As Allied troops landed in Normandy in 1944, members of the local French Resistance in the small town of Saint-Amand-Montrond embarked on an ill-fated attempt to liberate their town. Based on noble but politically questionable motives, and failing to inspire broader support, the incident quickly devolved from confrontation to a stand-off and ultimately to a tragedy. Resistance forces took and subsequently executed hostages; their opponents, the milice-collaborationist French police-and German soldiers rounded up 70 Jewish adults and children in retaliation and put many to a horrible death.

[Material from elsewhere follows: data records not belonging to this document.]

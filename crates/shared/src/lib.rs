//! # Cascade 共有ユーティリティ
//!
//! サービス全体で使用される共通ユーティリティを提供する。
//!
//! ## 設計方針
//!
//! - ビジネスロジックを含まない純粋なユーティリティのみを配置
//! - 外部クレートへの依存は最小限に抑える（tracing 系は `observability` feature）

pub mod api_response;
pub mod error_response;
pub mod health;
pub mod observability;

pub use api_response::ApiResponse;
pub use error_response::ErrorResponse;
pub use health::HealthResponse;
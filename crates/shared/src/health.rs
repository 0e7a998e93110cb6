//! # ヘルスチェック共通型

use serde::{Deserialize, Serialize};

/// ヘルスチェックレスポンス
///
/// `status` はサービスの稼働状態、`version` は Cargo.toml のバージョンを示す。
///
/// ## 使用例
///
/// ```
/// use cascade_shared::HealthResponse;
///
/// let response = HealthResponse {
///     status:  "healthy".to_string(),
///     version: "0.1.0".to_string(),
/// };
/// assert_eq!(response.status, "healthy");
/// ```
#[derive(Debug, Clone, PartialEq, Eq, Serialize, Deserialize)]
pub struct HealthResponse {
    /// 稼働状態（`"healthy"` または `"unhealthy"`）
    pub status:  String,
    /// アプリケーションバージョン（Cargo.toml から取得）
    pub version: String,
}
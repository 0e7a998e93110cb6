//! # Record Store
//!
//! 連鎖削除の対象となる業務データへのアクセスを抽象化する。
//!
//! ## 設計方針
//!
//! - **最小の操作**: 存在確認、外部キーによる子レコード検索、ID による削除のみ
//! - **冪等な削除**: 既に存在しないレコードの削除は [`DeleteOutcome::AlreadyAbsent`] として
//!   成功扱いにする。同じチャンクを再実行しても結果は変わらない
//! - **識別子の埋め込み**: テーブル名・列名は SQL にバインドできないため、
//!   [`TableName`] / [`ColumnName`] の検証済み識別子を二重引用符で囲んで埋め込む
//!
//! PostgreSQL 実装では各テーブルの主キー列を `id`（TEXT）とする。

use async_trait::async_trait;
use cascade_domain::{
    hierarchy::{ColumnName, TableName},
    plan::{PlanEntry, RecordId},
};
use sqlx::PgPool;

use crate::error::InfraError;

/// 削除操作の結果
#[derive(Debug, Clone, Copy, PartialEq, Eq)]
pub enum DeleteOutcome {
    /// レコードを削除した
    Deleted,
    /// レコードは既に存在しなかった
    AlreadyAbsent,
}

/// record store トレイト
#[async_trait]
pub trait RecordStore: Send + Sync {
    /// レコードが存在するかを確認する
    async fn exists(&self, table: &TableName, id: &RecordId) -> Result<bool, InfraError>;

    /// `table.foreign_key = parent_id` を満たすレコードの ID を ID 順に取得する
    async fn find_children(
        &self,
        table: &TableName,
        foreign_key: &ColumnName,
        parent_id: &RecordId,
    ) -> Result<Vec<RecordId>, InfraError>;

    /// レコードを削除する
    async fn delete(&self, entry: &PlanEntry) -> Result<DeleteOutcome, InfraError>;
}

/// PostgreSQL 実装の RecordStore
#[derive(Debug, Clone)]
pub struct PostgresRecordStore {
    pool: PgPool,
}

impl PostgresRecordStore {
    pub fn new(pool: PgPool) -> Self {
        Self { pool }
    }
}

#[async_trait]
impl RecordStore for PostgresRecordStore {
    #[tracing::instrument(skip_all, level = "debug", fields(%table, record_id = %id))]
    async fn exists(&self, table: &TableName, id: &RecordId) -> Result<bool, InfraError> {
        let sql = format!(r#"SELECT EXISTS (SELECT 1 FROM "{table}" WHERE id = $1)"#);
        let exists = sqlx::query_scalar::<_, bool>(&sql)
            .bind(id.as_str())
            .fetch_one(&self.pool)
            .await?;

        Ok(exists)
    }

    #[tracing::instrument(skip_all, level = "debug", fields(%table, %foreign_key, %parent_id))]
    async fn find_children(
        &self,
        table: &TableName,
        foreign_key: &ColumnName,
        parent_id: &RecordId,
    ) -> Result<Vec<RecordId>, InfraError> {
        let sql = format!(r#"SELECT id FROM "{table}" WHERE "{foreign_key}" = $1 ORDER BY id"#);
        let ids = sqlx::query_scalar::<_, String>(&sql)
            .bind(parent_id.as_str())
            .fetch_all(&self.pool)
            .await?;

        Ok(ids
            .into_iter()
            .map(RecordId::new)
            .collect::<Result<Vec<_>, _>>()?)
    }

    #[tracing::instrument(skip_all, level = "debug", fields(%entry))]
    async fn delete(&self, entry: &PlanEntry) -> Result<DeleteOutcome, InfraError> {
        let sql = format!(r#"DELETE FROM "{}" WHERE id = $1"#, entry.table);
        let result = sqlx::query(&sql)
            .bind(entry.id.as_str())
            .execute(&self.pool)
            .await?;

        if result.rows_affected() == 0 {
            Ok(DeleteOutcome::AlreadyAbsent)
        } else {
            Ok(DeleteOutcome::Deleted)
        }
    }
}
//! # Cascade Service 設定
//!
//! 環境変数からサーバー・削除ジョブ・ドライバーの設定を読み込む。
//!
//! | 変数名 | 必須 | 説明 |
//! |--------|------|------|
//! | `CASCADE_HOST` | No | バインドアドレス（デフォルト: `0.0.0.0`） |
//! | `CASCADE_PORT` | No | ポート番号（デフォルト: `3100`） |
//! | `DATABASE_URL` | **Yes** | PostgreSQL 接続 URL |
//! | `CASCADE_DEFAULT_CHUNK_SIZE` | No | 既定のチャンクサイズ（デフォルト: `100`） |
//! | `CASCADE_MAX_RETRIES` | No | 一時的エラーのリトライ回数（デフォルト: `5`） |
//! | `CASCADE_INITIAL_BACKOFF_MS` | No | 最初の待機時間（デフォルト: `100`） |
//! | `CASCADE_MAX_BACKOFF_MS` | No | 待機時間の上限（デフォルト: `5000`） |
//! | `CASCADE_DRIVER_ENABLED` | No | ドライバーを起動するか（デフォルト: `true`） |
//! | `CASCADE_DRIVER_INTERVAL_MS` | No | ドライバーのポーリング間隔。1 以上（デフォルト: `1000`） |
//! | `CASCADE_DRIVER_BATCH_SIZE` | No | 1 回のポーリングで進めるジョブ数。1 以上（デフォルト: `50`） |
//! | `CASCADE_HIERARCHY_PATH` | No | 階層定義 JSON のパス（未設定で組み込みの 11 階層） |

use std::{env, path::PathBuf, str::FromStr, time::Duration};

use cascade_domain::{DomainError, hierarchy::HierarchyDescriptor, value_objects::ChunkSize};
use thiserror::Error;

use crate::usecase::RetryPolicy;

/// 設定の読み込みエラー
#[derive(Debug, Error)]
pub enum ConfigError {
    /// 必須の環境変数が未設定
    #[error("{0} が設定されていません（.env を確認してください）")]
    Missing(&'static str),

    /// 値を解釈できない
    #[error("{key} の値が不正です: {value:?}（{reason}）")]
    Invalid {
        key:    &'static str,
        value:  String,
        reason: String,
    },

    /// 階層定義ファイルを読み込めない
    #[error("階層定義を読み込めません: {}: {reason}", path.display())]
    Hierarchy { path: PathBuf, reason: String },
}

/// Cascade Service の設定
#[derive(Debug, Clone)]
pub struct ServiceConfig {
    /// バインドアドレス
    pub host: String,
    /// ポート番号
    pub port: u16,
    /// データベース接続 URL
    pub database_url: String,
    /// チャンクサイズ未指定のジョブに使う値
    pub default_chunk_size: ChunkSize,
    /// 一時的エラーのリトライ
    pub retry: RetryPolicy,
    /// ドライバー設定
    pub driver: DriverConfig,
    /// 階層定義 JSON のパス
    pub hierarchy_path: Option<PathBuf>,
}

/// ドライバーの設定
#[derive(Debug, Clone, Copy, PartialEq, Eq)]
pub struct DriverConfig {
    pub enabled:    bool,
    pub interval:   Duration,
    /// 1 tick で進めるジョブ数の上限
    pub batch_size: usize,
}

impl ServiceConfig {
    /// 環境変数から設定を読み込む
    pub fn from_env() -> Result<Self, ConfigError> {
        Self::from_lookup(|key| env::var(key).ok())
    }

    /// 任意の参照関数から設定を読み込む
    pub fn from_lookup(lookup: impl Fn(&str) -> Option<String>) -> Result<Self, ConfigError> {
        let defaults = RetryPolicy::default();
        let chunk_size = parse_or(&lookup, "CASCADE_DEFAULT_CHUNK_SIZE", 100u32)?;

        Ok(Self {
            host: lookup("CASCADE_HOST").unwrap_or_else(|| "0.0.0.0".to_string()),
            port: parse_or(&lookup, "CASCADE_PORT", 3100)?,
            database_url: lookup("DATABASE_URL").ok_or(ConfigError::Missing("DATABASE_URL"))?,
            default_chunk_size: ChunkSize::new(chunk_size).map_err(|e| ConfigError::Invalid {
                key:    "CASCADE_DEFAULT_CHUNK_SIZE",
                value:  chunk_size.to_string(),
                reason: e.to_string(),
            })?,
            retry: RetryPolicy {
                max_retries:     parse_or(&lookup, "CASCADE_MAX_RETRIES", defaults.max_retries)?,
                initial_backoff: Duration::from_millis(parse_or(
                    &lookup,
                    "CASCADE_INITIAL_BACKOFF_MS",
                    duration_ms(defaults.initial_backoff),
                )?),
                max_backoff:     Duration::from_millis(parse_or(
                    &lookup,
                    "CASCADE_MAX_BACKOFF_MS",
                    duration_ms(defaults.max_backoff),
                )?),
            },
            driver: DriverConfig {
                enabled:    parse_or(&lookup, "CASCADE_DRIVER_ENABLED", true)?,
                interval:   Duration::from_millis(parse_nonzero_or(
                    &lookup,
                    "CASCADE_DRIVER_INTERVAL_MS",
                    1_000u64,
                )?),
                batch_size: parse_nonzero_or(&lookup, "CASCADE_DRIVER_BATCH_SIZE", 50usize)?,
            },
            hierarchy_path: lookup("CASCADE_HIERARCHY_PATH").map(PathBuf::from),
        })
    }

    /// 階層定義を読み込む
    ///
    /// パスが未設定なら組み込みの 11 階層を返す。
    pub fn load_hierarchy(&self) -> Result<HierarchyDescriptor, ConfigError> {
        let Some(path) = &self.hierarchy_path else {
            return Ok(HierarchyDescriptor::workspace_hierarchy());
        };
        let hierarchy_error = |reason: String| ConfigError::Hierarchy {
            path: path.clone(),
            reason,
        };

        let json = std::fs::read_to_string(path).map_err(|e| hierarchy_error(e.to_string()))?;
        HierarchyDescriptor::from_json(&json)
            .map_err(|e: DomainError| hierarchy_error(e.to_string()))
    }
}

fn parse_or<T>(
    lookup: &impl Fn(&str) -> Option<String>,
    key: &'static str,
    default: T,
) -> Result<T, ConfigError>
where
    T: FromStr,
    T::Err: std::fmt::Display,
{
    match lookup(key) {
        None => Ok(default),
        Some(value) => value.trim().parse().map_err(|e: T::Err| ConfigError::Invalid {
            key,
            reason: e.to_string(),
            value,
        }),
    }
}

/// 0 を受け付けない [`parse_or`]
///
/// `Default` が 0 になる整数型に使う。
fn parse_nonzero_or<T>(
    lookup: &impl Fn(&str) -> Option<String>,
    key: &'static str,
    default: T,
) -> Result<T, ConfigError>
where
    T: FromStr + Default + PartialEq + std::fmt::Display,
    T::Err: std::fmt::Display,
{
    let value = parse_or(lookup, key, default)?;
    if value == T::default() {
        return Err(ConfigError::Invalid {
            key,
            value: value.to_string(),
            reason: "1 以上を指定してください".to_string(),
        });
    }
    Ok(value)
}

fn duration_ms(duration: Duration) -> u64 {
    u64::try_from(duration.as_millis()).unwrap_or(u64::MAX)
}
//! Protocol implementations.
//!
//! Each protocol owns a connection for its whole lifetime and shares the
//! line reader and the response envelope.
//!
//! - `head`: HTTP/1.1 request head, answered with the parsed structure
//! - `verbatim`: every line echoed back as it arrives

pub mod head;
pub mod verbatim;
//! Line reader shared by every protocol.
//!
//! One `LineReader` lives for the whole connection. Bytes that arrive past
//! the end of a line stay in its buffer for the next call.

use bytes::BytesMut;
use std::io;
use tokio::io::{AsyncRead, AsyncReadExt};
use tracing::trace;

use crate::config::ConnectionOptions;

/// Read buffer size
const BUFFER_SIZE: usize = 4 * 1024;

/// Buffers a byte stream and yields newline-terminated lines.
pub struct LineReader<R> {
    inner: R,
    buffer: BytesMut,
    /// Prefix of `buffer` already known to hold no `\n`.
    scanned: usize,
    options: ConnectionOptions,
}

impl<R: AsyncRead + Unpin> LineReader<R> {
    pub fn new(inner: R, options: ConnectionOptions) -> Self {
        LineReader {
            inner,
            buffer: BytesMut::with_capacity(BUFFER_SIZE),
            scanned: 0,
            options,
        }
    }

    /// Return the next line with its terminator and surrounding whitespace
    /// removed.
    ///
    /// `Ok(None)` means the peer closed the stream. Any bytes received after
    /// the last `\n` are dropped in that case.
    pub async fn next_line(&mut self) -> io::Result<Option<String>> {
        loop {
            if let Some(offset) = self.buffer[self.scanned..].iter().position(|&b| b == b'\n') {
                let line = self.buffer.split_to(self.scanned + offset + 1);
                self.scanned = 0;
                self.check_length(strip_terminator(&line).len())?;
                return Ok(Some(decode_line(&line)));
            }
            self.scanned = self.buffer.len();

            // Leave room for a `\r` whose `\n` has not arrived yet.
            self.check_length(self.buffer.len().saturating_sub(1))?;

            if self.fill().await? == 0 {
                if !self.buffer.is_empty() {
                    trace!(bytes = self.buffer.len(), "Discarding unterminated data at EOF");
                    self.buffer.clear();
                    self.scanned = 0;
                }
                return Ok(None);
            }
        }
    }

    fn check_length(&self, len: usize) -> io::Result<()> {
        match self.options.max_line_length {
            Some(max) if len > max => Err(io::Error::new(
                io::ErrorKind::InvalidData,
                format!("line exceeds {max} bytes"),
            )),
            _ => Ok(()),
        }
    }

    /// Read more data into the buffer, honouring the read deadline.
    async fn fill(&mut self) -> io::Result<usize> {
        self.buffer.reserve(BUFFER_SIZE);

        match self.options.read_timeout {
            Some(limit) => tokio::time::timeout(limit, self.inner.read_buf(&mut self.buffer))
                .await
                .map_err(|_| {
                    io::Error::new(
                        io::ErrorKind::TimedOut,
                        format!("no data received for {}s", limit.as_secs_f64()),
                    )
                })?,
            None => self.inner.read_buf(&mut self.buffer).await,
        }
    }
}

fn strip_terminator(raw: &[u8]) -> &[u8] {
    let raw = raw.strip_suffix(b"\n").unwrap_or(raw);
    raw.strip_suffix(b"\r").unwrap_or(raw)
}

fn decode_line(raw: &[u8]) -> String {
    String::from_utf8_lossy(raw).trim().to_string()
}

Eminent literary and cultural critic Tzvetan Todorov examines the episode as history but also as a moral paradigm. Finding similar failures on both sides, he also cites "a qualitative difference between the two, an irreducible asymmetry, which resides in their ideals, in totalitarianism versus democracy." Suspenseful, compelling, and uncompromisingly honest, A French Tragedy goes beyond the events themselves to ponder the nature of sacrifice, of suffering, and of individual responsibility in a world where civil war still thrives.
About the Author
TZVETAN TODOROV is Research Director, Centre National de la Recherche Scientifique in Paris. Among his many books translated into English are Facing the Extreme (1996) and The Morals of History (1995). MARY BYRD KELLY has taught French at the universities of North Carolina and Kansas. RICHARD J. GOLSAN is Professor of French at Texas A&M University and editor of Fascism, Aesthetics, and Culture (UPNE, 1991).